Warum Non-Profits Umsatzsteuer zahlen – und wie sie das Geld zurückholen
Viele Non-Profit-Organisationen denken, sie sind von der Umsatzsteuer befreit. Aber die Realität sieht anders aus: In den meisten Bundesstaaten müssen sie zahlen – genau wie alle anderen. Die gute Nachricht: Mit dem richtigen Know-how können sie das Geld zurückholen.
Der Umsatzsteuer-Mythos für Nonprofits: Tausende Euro verschenkt
Ehrlich gesagt: Viele Nonprofits glauben, Steuerbefreiung schützt vor allen Abgaben. Falsch gedacht. Das kostet unnötig Geld.
Beim Kauf von IT-Support, Software, Geräten oder anderen Betriebsmitteln zahlen Nonprofits oft Umsatzsteuer. Klingt ungerecht. Ihr arbeitet ehrenamtlich für die Gesellschaft – und dann der Fiskus.

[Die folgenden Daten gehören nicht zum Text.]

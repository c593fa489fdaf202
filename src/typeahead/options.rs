//! Per-instance configuration.
//!
//! Scalar settings live in [`TypeaheadSettings`], which can be loaded from a
//! JSON file. Behavior hooks live in [`TypeaheadOptions`] and are fixed once
//! the widget is created.
use std::fmt;

use serde::{Deserialize, Serialize};

use super::keys::KeyEvent;
use super::matching::{default_matcher, default_sorter, Matcher, Sorter};
use super::source::Source;

pub const DEFAULT_ITEMS: usize = 8;
pub const DEFAULT_MIN_LENGTH: usize = 1;
pub const DEFAULT_BLUR_DELAY_MS: u64 = 150;

#[derive(Debug, Clone, PartialEq, Serialize, Deserialize)]
#[serde(default)]
pub struct TypeaheadSettings {
    /// Maximum number of suggestions rendered.
    pub items: usize,
    /// Shortest query that triggers a lookup.
    pub min_length: usize,
    /// Stop propagation of every key, even whitelisted ones.
    pub stop_advance: bool,
    pub dropup: bool,
    /// Position against the viewport instead of the document.
    pub fixed: bool,
    /// Raw key codes allowed to reach parent handlers on Tab/Enter.
    pub advance_key_codes: Vec<i32>,
    /// Arrow navigation writes the highlighted value into the field.
    pub natural_search: bool,
    pub tab_is_enter: bool,
    /// Look up even when the query is empty or short.
    pub help_on_empty_strings: bool,
    /// Backspace down to an empty query hides instead of helping.
    pub hide_on_empty: bool,
    /// Key codes ignored by keyup, e.g. Shift in a topic field.
    pub ignored_key_codes: Vec<i32>,
    /// Host-provided parent of the menu; disables automatic positioning.
    pub parent_element: Option<String>,
    pub blur_delay_ms: u64,
    /// Height of one menu row, in the host's units.
    pub menu_row_height: f64,
}

impl Default for TypeaheadSettings {
    fn default() -> Self {
        Self {
            items: DEFAULT_ITEMS,
            min_length: DEFAULT_MIN_LENGTH,
            stop_advance: false,
            dropup: false,
            fixed: false,
            advance_key_codes: Vec::new(),
            natural_search: false,
            tab_is_enter: true,
            help_on_empty_strings: false,
            hide_on_empty: false,
            ignored_key_codes: Vec::new(),
            parent_element: None,
            blur_delay_ms: DEFAULT_BLUR_DELAY_MS,
            menu_row_height: 1.0,
        }
    }
}

/// Why a candidate is being written into the field.
#[derive(Debug, Clone, Copy)]
pub enum CommitCause<'a> {
    Key(&'a KeyEvent),
    Click,
    /// The automated predicate accepted the match without showing the menu.
    Automated,
    /// Arrow navigation with natural search on.
    Navigation,
}

pub type Highlighter<T> = Box<dyn Fn(&T) -> String>;
/// Returns the new field text for a chosen candidate, given the current query.
pub type Updater<T> = Box<dyn Fn(&T, &str, &CommitCause<'_>) -> String>;
pub type OptionLabel<T> = Box<dyn Fn(&[T], &T) -> Option<String>>;
pub type Hook = Box<dyn Fn()>;

pub struct TypeaheadOptions<T> {
    pub(crate) source: Source<T>,
    pub(crate) matcher: Box<dyn Matcher<T>>,
    pub(crate) sorter: Box<dyn Sorter<T>>,
    pub(crate) highlighter: Highlighter<T>,
    pub(crate) updater: Updater<T>,
    pub(crate) automated: Box<dyn Fn(&str) -> bool>,
    pub(crate) trigger_selection: Box<dyn Fn(&KeyEvent) -> bool>,
    pub(crate) header_html: Option<Box<dyn Fn() -> Option<String>>>,
    pub(crate) option_label: Option<OptionLabel<T>>,
    pub(crate) on_escape: Option<Hook>,
    pub(crate) close_input_field_on_hide: Option<Hook>,
    pub(crate) open_input_field_on_key_up: Option<Hook>,
    pub(crate) settings: TypeaheadSettings,
}

impl<T: AsRef<str> + 'static> TypeaheadOptions<T> {
    /// Options for string-like candidates: substring matching, bucketed
    /// sorting, and an updater that writes the candidate text verbatim.
    pub fn new<H>(source: impl Into<Source<T>>, highlighter: H) -> Self
    where
        H: Fn(&T) -> String + 'static,
    {
        Self::with_callbacks(
            source,
            default_matcher::<T>,
            default_sorter::<T>,
            highlighter,
            |item: &T, _query: &str, _cause: &CommitCause<'_>| item.as_ref().to_string(),
        )
    }
}

impl<T: 'static> TypeaheadOptions<T> {
    /// Options for arbitrary candidates, which have no default text form.
    pub fn with_callbacks<M, S, H, U>(
        source: impl Into<Source<T>>,
        matcher: M,
        sorter: S,
        highlighter: H,
        updater: U,
    ) -> Self
    where
        M: Matcher<T> + 'static,
        S: Sorter<T> + 'static,
        H: Fn(&T) -> String + 'static,
        U: Fn(&T, &str, &CommitCause<'_>) -> String + 'static,
    {
        Self {
            source: source.into(),
            matcher: Box::new(matcher),
            sorter: Box::new(sorter),
            highlighter: Box::new(highlighter),
            updater: Box::new(updater),
            automated: Box::new(|_| false),
            trigger_selection: Box::new(|_| false),
            header_html: None,
            option_label: None,
            on_escape: None,
            close_input_field_on_hide: None,
            open_input_field_on_key_up: None,
            settings: TypeaheadSettings::default(),
        }
    }

    pub fn matcher(mut self, matcher: impl Matcher<T> + 'static) -> Self {
        self.matcher = Box::new(matcher);
        self
    }

    pub fn sorter(mut self, sorter: impl Sorter<T> + 'static) -> Self {
        self.sorter = Box::new(sorter);
        self
    }

    pub fn updater(
        mut self,
        updater: impl Fn(&T, &str, &CommitCause<'_>) -> String + 'static,
    ) -> Self {
        self.updater = Box::new(updater);
        self
    }

    pub fn automated(mut self, automated: impl Fn(&str) -> bool + 'static) -> Self {
        self.automated = Box::new(automated);
        self
    }

    pub fn trigger_selection(mut self, trigger: impl Fn(&KeyEvent) -> bool + 'static) -> Self {
        self.trigger_selection = Box::new(trigger);
        self
    }

    pub fn header_html(mut self, header: impl Fn() -> Option<String> + 'static) -> Self {
        self.header_html = Some(Box::new(header));
        self
    }

    pub fn option_label(mut self, label: impl Fn(&[T], &T) -> Option<String> + 'static) -> Self {
        self.option_label = Some(Box::new(label));
        self
    }

    pub fn on_escape(mut self, hook: impl Fn() + 'static) -> Self {
        self.on_escape = Some(Box::new(hook));
        self
    }

    pub fn close_input_field_on_hide(mut self, hook: impl Fn() + 'static) -> Self {
        self.close_input_field_on_hide = Some(Box::new(hook));
        self
    }

    pub fn open_input_field_on_key_up(mut self, hook: impl Fn() + 'static) -> Self {
        self.open_input_field_on_key_up = Some(Box::new(hook));
        self
    }

    pub fn settings(mut self, settings: TypeaheadSettings) -> Self {
        self.settings = settings;
        self
    }

    pub fn items(mut self, items: usize) -> Self {
        self.settings.items = items;
        self
    }

    pub fn min_length(mut self, min_length: usize) -> Self {
        self.settings.min_length = min_length;
        self
    }

    pub fn natural_search(mut self, on: bool) -> Self {
        self.settings.natural_search = on;
        self
    }

    pub fn help_on_empty_strings(mut self, on: bool) -> Self {
        self.settings.help_on_empty_strings = on;
        self
    }

    pub fn parent_element(mut self, parent: impl Into<String>) -> Self {
        self.settings.parent_element = Some(parent.into());
        self
    }

    pub fn current_settings(&self) -> &TypeaheadSettings {
        &self.settings
    }
}

impl<T> fmt::Debug for TypeaheadOptions<T> {
    fn fmt(&self, f: &mut fmt::Formatter<'_>) -> fmt::Result {
        f.debug_struct("TypeaheadOptions")
            .field("source", &self.source)
            .field("settings", &self.settings)
            .field("header_html", &self.header_html.is_some())
            .field("option_label", &self.option_label.is_some())
            .field("on_escape", &self.on_escape.is_some())
            .finish_non_exhaustive()
    }
}

#[cfg(test)]
mod tests {
    use super::*;

    #[test]
    fn partial_json_keeps_defaults() {
        let settings: TypeaheadSettings =
            serde_json::from_str(r#"{ "items": 5, "dropup": true }"#).unwrap();
        assert_eq!(settings.items, 5);
        assert!(settings.dropup);
        assert_eq!(settings.min_length, DEFAULT_MIN_LENGTH);
        assert!(settings.tab_is_enter);
        assert_eq!(settings.blur_delay_ms, 150);
    }

    #[test]
    fn string_options_use_identity_updater() {
        let options = TypeaheadOptions::new(vec!["alpha".to_string()], |s: &String| s.clone());
        let item = "alpha".to_string();
        assert_eq!((options.updater)(&item, "al", &CommitCause::Click), "alpha");
        assert!(options.matcher.matches(&item, "LP"));
    }
}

Doch Wissen hilft: Lernt das System kennen und holt euch das Geld zurück.
Warum Staaten Nonprofits nicht bevorzugen
Der Knackpunkt: Umsatzsteuer hängt vom Verkauf ab, nicht vom Käufer.
Stellt euch vor, ihr kauft ein Brot. Der Bäcker kassiert Steuer, egal ob Privatperson, Firma oder Nonprofit. Der Deal zählt.
In Nordkarolina – und den meisten US-Staaten – gelten IT-Dienste, Software und Ausrüstung als steuerpflichtig. Firmen wie Net Friends müssen die Steuer einziehen und ans Finanzamt abführen. Kein Hass, nur Gesetz.
Die gute Nachricht: Rückerstattungen greifen
Toll: Viele Staaten wie Nordkarolina bieten Rückerstattungen für steuerbefreite Organisationen. Ihr zahlt vorab, bekommt es später zurück.
Achtung: Beantragt es aktiv! Folgt den Regeln genau.
Hier scheitern die meisten. Sie murren, zahlen und vergessen den Antrag – zu kompliziert oder unbekannt.
So holt ihr euer Geld zurück
Als qualifizierte Nonprofit geht's so:
Schritt 1: Prüft eure Berechtigung
Nicht jede Nonprofit zählt. Braucht ihr Status für religiöse, wohltätige, wissenschaftliche oder Bildungszwecke. Politiker oder Gewinnorientierte? Oft raus.
Schritt 2: Kennt die Landesregeln
Jeder Bundesstaat hat eigene Vorgaben. Nordkarolinas Finanzbehörde listet Formulare, Nachweise und steuerbare Käufe. Kein Kopieren aus anderen Staaten.
Schritt 3: Dokumentiert alles tipptopp
Belege, Rechnungen, Befreiungsbescheinigung – plus Beweis, dass Käufe firmenintern waren. Kein Privatkram. Ordnung beschleunigt alles.
Schritt 4: Holt Profi-Hilfe
Steuerberater für Nonprofits: Unbedingt! Kostet erstmal, spart langfristig. Sie optimieren und sichern Legalität.
Was Ignoranz kostet
Rechnet nach: 50.000 Dollar Jahresausgaben für IT und Co.? Bei 6-8 Prozent Steuer: 3.000-4.000 Dollar weg. In fünf Jahren 15.000-20.000 Dollar.
Ohne Rückerstattung: Verpufft. Mit Plan: Wieder da.
Fazit
Umsatzsteuer bei Nonprofits ist Systemfeature, kein Fehler. Dienstleister müssen kassieren. Aber: Ihr könnt sie zurückholen.